====== GIVEN RECORDS

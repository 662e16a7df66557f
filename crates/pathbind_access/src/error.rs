use thiserror::Error;

// -----------------------------------------------------------------------------
// ParseError

/// Lexical or syntax error in a path text.
#[derive(Debug, Error, Clone, PartialEq, Eq)]
#[error("{message} at offset {offset} in `{path}`")]
pub struct ParseError {
    pub offset: usize,
    pub path: String,
    pub message: String,
}

// -----------------------------------------------------------------------------
// FoldError

/// A sub-expression could not be reduced to a constant.
#[derive(Debug, Error, Clone, PartialEq, Eq)]
#[non_exhaustive]
pub enum FoldError {
    #[error("the expression depends on the root parameter")]
    RootDependent,

    #[error("no captured variable named `{name}`")]
    UnknownCapture { name: String },

    #[error("arithmetic overflow")]
    Overflow,

    #[error("division by zero")]
    DivisionByZero,

    #[error("index {value} is negative")]
    NegativeIndex { value: i128 },

    #[error("index {index} is out of range for length {len}")]
    OutOfRange { index: usize, len: usize },

    #[error("cannot read `{name}` through an absent value")]
    Absent { name: String },

    #[error("the value is absent")]
    AbsentValue,

    #[error("`{owner}` has no field `{name}`")]
    NoField { owner: &'static str, name: String },

    #[error("{shape} is not a constant")]
    NotConstant { shape: &'static str },

    #[error("`{ty}` cannot be used as a constant")]
    Unreadable { ty: &'static str },

    #[error("`{op}` cannot be applied to {found}")]
    Operand { op: &'static str, found: String },

    #[error("expected {expected}, found {found}")]
    Expected {
        expected: &'static str,
        found: &'static str,
    },

    #[error("unsupported coercion to `{ty}`")]
    UnsupportedCoercion { ty: String },
}

// -----------------------------------------------------------------------------
// ConstructionError

/// An accessor could not be built.
///
/// Raised only while building an accessor, never by reads or writes.
#[derive(Debug, Error, Clone, PartialEq, Eq)]
#[non_exhaustive]
pub enum ConstructionError {
    #[error(transparent)]
    Parse(#[from] ParseError),

    #[error("expected a member access, found {shape}")]
    NotMemberAccess { shape: &'static str },

    #[error("path must start at the root parameter, found {shape}")]
    Unrooted { shape: &'static str },

    #[error("unsupported coercion to `{ty}` in path")]
    UnsupportedCoercion { ty: String },

    #[error("cannot fold expression at offset {offset} in `{path}`")]
    Fold {
        offset: usize,
        path: String,
        #[source]
        source: FoldError,
    },

    #[error("`{owner}` has no member `{name}`")]
    UnknownMember { owner: &'static str, name: String },

    #[error("`{owner}` has no method `{name}`")]
    UnknownMethod { owner: &'static str, name: String },

    #[error("`{owner}` cannot be indexed")]
    NotIndexable { owner: &'static str },

    #[error("index {index} is out of range for `{owner}`")]
    IndexOutOfRange { owner: &'static str, index: usize },

    #[error("method `{method}` takes {expected} argument(s), found {found}")]
    ArgumentCount {
        method: &'static str,
        expected: usize,
        found: usize,
    },

    #[error("method `{method}` expects `{expected}`, found {found}")]
    ArgumentType {
        method: &'static str,
        expected: &'static str,
        found: String,
    },

    #[error("an accessor needs at least one step")]
    EmptyPath,

    #[error("step {index} is declared on `{found}` but follows a value of `{expected}`")]
    Disconnected {
        index: usize,
        expected: &'static str,
        found: &'static str,
    },
}

// -----------------------------------------------------------------------------
// AccessError

/// A write that is invalid regardless of the data.
#[derive(Debug, Error, Clone, PartialEq, Eq)]
#[non_exhaustive]
pub enum AccessError {
    #[error("`{name}` is read-only")]
    ReadOnly { name: String },

    #[error("accessor is declared on `{expected}`, found `{found}`")]
    RootMismatch {
        expected: &'static str,
        found: &'static str,
    },

    #[error("expected a value of `{expected}`, found `{found}`")]
    TypeMismatch {
        expected: &'static str,
        found: &'static str,
    },
}
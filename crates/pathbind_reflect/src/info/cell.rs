use core::any::TypeId;
use std::sync::{OnceLock, PoisonError, RwLock};

use pathbind_utils::TypeIdMap;

use crate::info::TypeInfo;

// -----------------------------------------------------------------------------
// NonGenericTypeInfoCell

/// Lazily initialised storage for the [`TypeInfo`] of a non-generic type.
///
/// # Examples
///
/// ```
/// use pathbind_reflect::info::{NonGenericTypeInfoCell, OpaqueInfo, TypeInfo, TypePath, Typed};
///
/// struct Token;
///
/// impl TypePath for Token {
///     fn type_path() -> &'static str { "demo::Token" }
///     fn type_name() -> &'static str { "Token" }
/// }
///
/// impl Typed for Token {
///     fn type_info() -> &'static TypeInfo {
///         static CELL: NonGenericTypeInfoCell = NonGenericTypeInfoCell::new();
///         CELL.get_or_init(|| TypeInfo::Opaque(OpaqueInfo::new::<Self>()))
///     }
/// }
///
/// assert_eq!(Token::type_info().type_name(), "Token");
/// ```
pub struct NonGenericTypeInfoCell(OnceLock<TypeInfo>);

impl NonGenericTypeInfoCell {
    #[inline]
    pub const fn new() -> Self {
        Self(OnceLock::new())
    }

    #[inline]
    pub fn get_or_init(&'static self, f: impl FnOnce() -> TypeInfo) -> &'static TypeInfo {
        self.0.get_or_init(f)
    }
}

// -----------------------------------------------------------------------------
// GenericTypeInfoCell

/// Storage for the [`TypeInfo`] of every instantiation of a generic type.
///
/// A `static` inside a generic function is shared by all instantiations, so
/// entries are keyed by the [`TypeId`] of the instantiation. Entries are
/// leaked to obtain `'static` references.
pub struct GenericTypeInfoCell(RwLock<TypeIdMap<&'static TypeInfo>>);

impl GenericTypeInfoCell {
    #[inline]
    pub const fn new() -> Self {
        Self(RwLock::new(TypeIdMap::new()))
    }

    /// Returns the info for `G`, building it with `f` on first use.
    ///
    /// `f` runs without the lock held.
    pub fn get_or_insert<G: 'static>(
        &'static self,
        f: impl FnOnce() -> TypeInfo,
    ) -> &'static TypeInfo {
        let type_id = TypeId::of::<G>();

        let cached = self.0.read().unwrap_or_else(PoisonError::into_inner).get(type_id).copied();
        if let Some(info) = cached {
            return info;
        }

        let built = f();

        *self
            .0
            .write()
            .unwrap_or_else(PoisonError::into_inner)
            .get_or_insert_with(type_id, || Box::leak(Box::new(built)))
    }
}

// -----------------------------------------------------------------------------
// GenericTypePathCell

/// Storage for formatted type paths of generic instantiations.
pub struct GenericTypePathCell(RwLock<TypeIdMap<&'static str>>);

impl GenericTypePathCell {
    #[inline]
    pub const fn new() -> Self {
        Self(RwLock::new(TypeIdMap::new()))
    }

    pub fn get_or_insert<G: 'static>(&'static self, f: impl FnOnce() -> String) -> &'static str {
        let type_id = TypeId::of::<G>();

        let cached = self.0.read().unwrap_or_else(PoisonError::into_inner).get(type_id).copied();
        if let Some(path) = cached {
            return path;
        }

        let built = f();

        *self
            .0
            .write()
            .unwrap_or_else(PoisonError::into_inner)
            .get_or_insert_with(type_id, || built.leak())
    }
}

============

:: WHAT THE TASK REQUIRES ::
Copy out the records once more, with nothing altered.

:: ANSWER SECTION ::
repository 662e16a7df66557f
filename crates/pathbind_access/src/error.rs
use thiserror::Error;

// -----------------------------------------------------------------------------
// ParseError

/// Lexical or syntax error in a path text.
#[derive(Debug, Error, Clone, PartialEq, Eq)]
#[error("{message} at offset {offset} in `{path}`")]
pub struct ParseError {
    pub offset: usize,
    pub path: String,
    pub message: String,
}

// -----------------------------------------------------------------------------
// FoldError

/// A sub-expression could not be reduced to a constant.
#[derive(Debug, Error, Clone, PartialEq, Eq)]
#[non_exhaustive]
pub enum FoldError {
    #[error("the expression depends on the root parameter")]
    RootDependent,

    #[error("no captured variable named `{name}`")]
    UnknownCapture { name: String },

    #[error("arithmetic overflow")]
    Overflow,

    #[error("division by zero")]
    DivisionByZero,

    #[error("index {value} is negative")]
    NegativeIndex { value: i128 },

    #[error("index {index} is out of range for length {len}")]
    OutOfRange { index: usize, len: usize },

    #[error("cannot read `{name}` through an absent value")]
    Absent { name: String },

    #[error("the value is absent")]
    AbsentValue,

    #[error("`{owner}` has no field `{name}`")]
    NoField { owner: &'static str, name: String },

    #[error("{shape} is not a constant")]
    NotConstant { shape: &'static str },

    #[error("`{ty}` cannot be used as a constant")]
    Unreadable { ty: &'static str },

    #[error("`{op}` cannot be applied to {found}")]
    Operand { op: &'static str, found: String },

    #[error("expected {expected}, found {found}")]
    Expected {
        expected: &'static str,
        found: &'static str,
    },

    #[error("unsupported coercion to `{ty}`")]
    UnsupportedCoercion { ty: String },
}

// -----------------------------------------------------------------------------
// ConstructionError

/// An accessor could not be built.
///
/// Raised only while building an accessor, never by reads or writes.
#[derive(Debug, Error, Clone, PartialEq, Eq)]
#[non_exhaustive]
pub enum ConstructionError {
    #[error(transparent)]
    Parse(#[from] ParseError),

    #[error("expected a member access, found {shape}")]
    NotMemberAccess { shape: &'static str },

    #[error("path must start at the root parameter, found {shape}")]
    Unrooted { shape: &'static str },

    #[error("unsupported coercion to `{ty}` in path")]
    UnsupportedCoercion { ty: String },

    #[error("cannot fold expression at offset {offset} in `{path}`")]
    Fold {
        offset: usize,
        path: String,
        #[source]
        source: FoldError,
    },

    #[error("`{owner}` has no member `{name}`")]
    UnknownMember { owner: &'static str, name: String },

    #[error("`{owner}` has no method `{name}`")]
    UnknownMethod { owner: &'static str, name: String },

    #[error("`{owner}` cannot be indexed")]
    NotIndexable { owner: &'static str },

    #[error("index {index} is out of range for `{owner}`")]
    IndexOutOfRange { owner: &'static str, index: usize },

    #[error("method `{method}` takes {expected} argument(s), found {found}")]
    ArgumentCount {
        method: &'static str,
        expected: usize,
        found: usize,
    },

    #[error("method `{method}` expects `{expected}`, found {found}")]
    ArgumentType {
        method: &'static str,
        expected: &'static str,
        found: String,
    },

    #[error("an accessor needs at least one step")]
    EmptyPath,

    #[error("step {index} is declared on `{found}` but follows a value of `{expected}`")]
    Disconnected {
        index: usize,
        expected: &'static str,
        found: &'static str,
    },
}

// -----------------------------------------------------------------------------
// AccessError

/// A write that is invalid regardless of the data.
#[derive(Debug, Error, Clone, PartialEq, Eq)]
#[non_exhaustive]
pub enum AccessError {
    #[error("`{name}` is read-only")]
    ReadOnly { name: String },

    #[error("accessor is declared on `{expected}`, found `{found}`")]
    RootMismatch {
        expected: &'static str,
        found: &'static str,
    },

    #[error("expected a value of `{expected}`, found `{found}`")]
    TypeMismatch {
        expected: &'static str,
        found: &'static str,
    },
}
filename crates/pathbind_reflect/src/info/cell.rs
use core::any::TypeId;
use std::sync::{OnceLock, PoisonError, RwLock};

use pathbind_utils::TypeIdMap;

use crate::info::TypeInfo;

// -----------------------------------------------------------------------------
// NonGenericTypeInfoCell

/// Lazily initialised storage for the [`TypeInfo`] of a non-generic type.
///
/// # Examples
///
/// ```
/// use pathbind_reflect::info::{NonGenericTypeInfoCell, OpaqueInfo, TypeInfo, TypePath, Typed};
///
/// struct Token;
///
/// impl TypePath for Token {
///     fn type_path() -> &'static str { "demo::Token" }
///     fn type_name() -> &'static str { "Token" }
/// }
///
/// impl Typed for Token {
///     fn type_info() -> &'static TypeInfo {
///         static CELL: NonGenericTypeInfoCell = NonGenericTypeInfoCell::new();
///         CELL.get_or_init(|| TypeInfo::Opaque(OpaqueInfo::new::<Self>()))
///     }
/// }
///
/// assert_eq!(Token::type_info().type_name(), "Token");
/// ```
pub struct NonGenericTypeInfoCell(OnceLock<TypeInfo>);

impl NonGenericTypeInfoCell {
    #[inline]
    pub const fn new() -> Self {
        Self(OnceLock::new())
    }

    #[inline]
    pub fn get_or_init(&'static self, f: impl FnOnce() -> TypeInfo) -> &'static TypeInfo {
        self.0.get_or_init(f)
    }
}

// -----------------------------------------------------------------------------
// GenericTypeInfoCell

/// Storage for the [`TypeInfo`] of every instantiation of a generic type.
///
/// A `static` inside a generic function is shared by all instantiations, so
/// entries are keyed by the [`TypeId`] of the instantiation. Entries are
/// leaked to obtain `'static` references.
pub struct GenericTypeInfoCell(RwLock<TypeIdMap<&'static TypeInfo>>);

impl GenericTypeInfoCell {
    #[inline]
    pub const fn new() -> Self {
        Self(RwLock::new(TypeIdMap::new()))
    }

    /// Returns the info for `G`, building it with `f` on first use.
    ///
    /// `f` runs without the lock held.
    pub fn get_or_insert<G: 'static>(
        &'static self,
        f: impl FnOnce() -> TypeInfo,
    ) -> &'static TypeInfo {
        let type_id = TypeId::of::<G>();

        let cached = self.0.read().unwrap_or_else(PoisonError::into_inner).get(type_id).copied();
        if let Some(info) = cached {
            return info;
        }

        let built = f();

        *self
            .0
            .write()
            .unwrap_or_else(PoisonError::into_inner)
            .get_or_insert_with(type_id, || Box::leak(Box::new(built)))
    }
}

// -----------------------------------------------------------------------------
// GenericTypePathCell

/// Storage for formatted type paths of generic instantiations.
pub struct GenericTypePathCell(RwLock<TypeIdMap<&'static str>>);

impl GenericTypePathCell {
    #[inline]
    pub const fn new() -> Self {
        Self(RwLock::new(TypeIdMap::new()))
    }

    pub fn get_or_insert<G: 'static>(&'static self, f: impl FnOnce() -> String) -> &'static str {
        let type_id = TypeId::of::<G>();

        let cached = self.0.read().unwrap_or_else(PoisonError::into_inner).get(type_id).copied();
        if let Some(path) = cached {
            return path;
        }

        let built = f();

        *self
            .0
            .write()
            .unwrap_or_else(PoisonError::into_inner)
            .get_or_insert_with(type_id, || built.leak())
    }
}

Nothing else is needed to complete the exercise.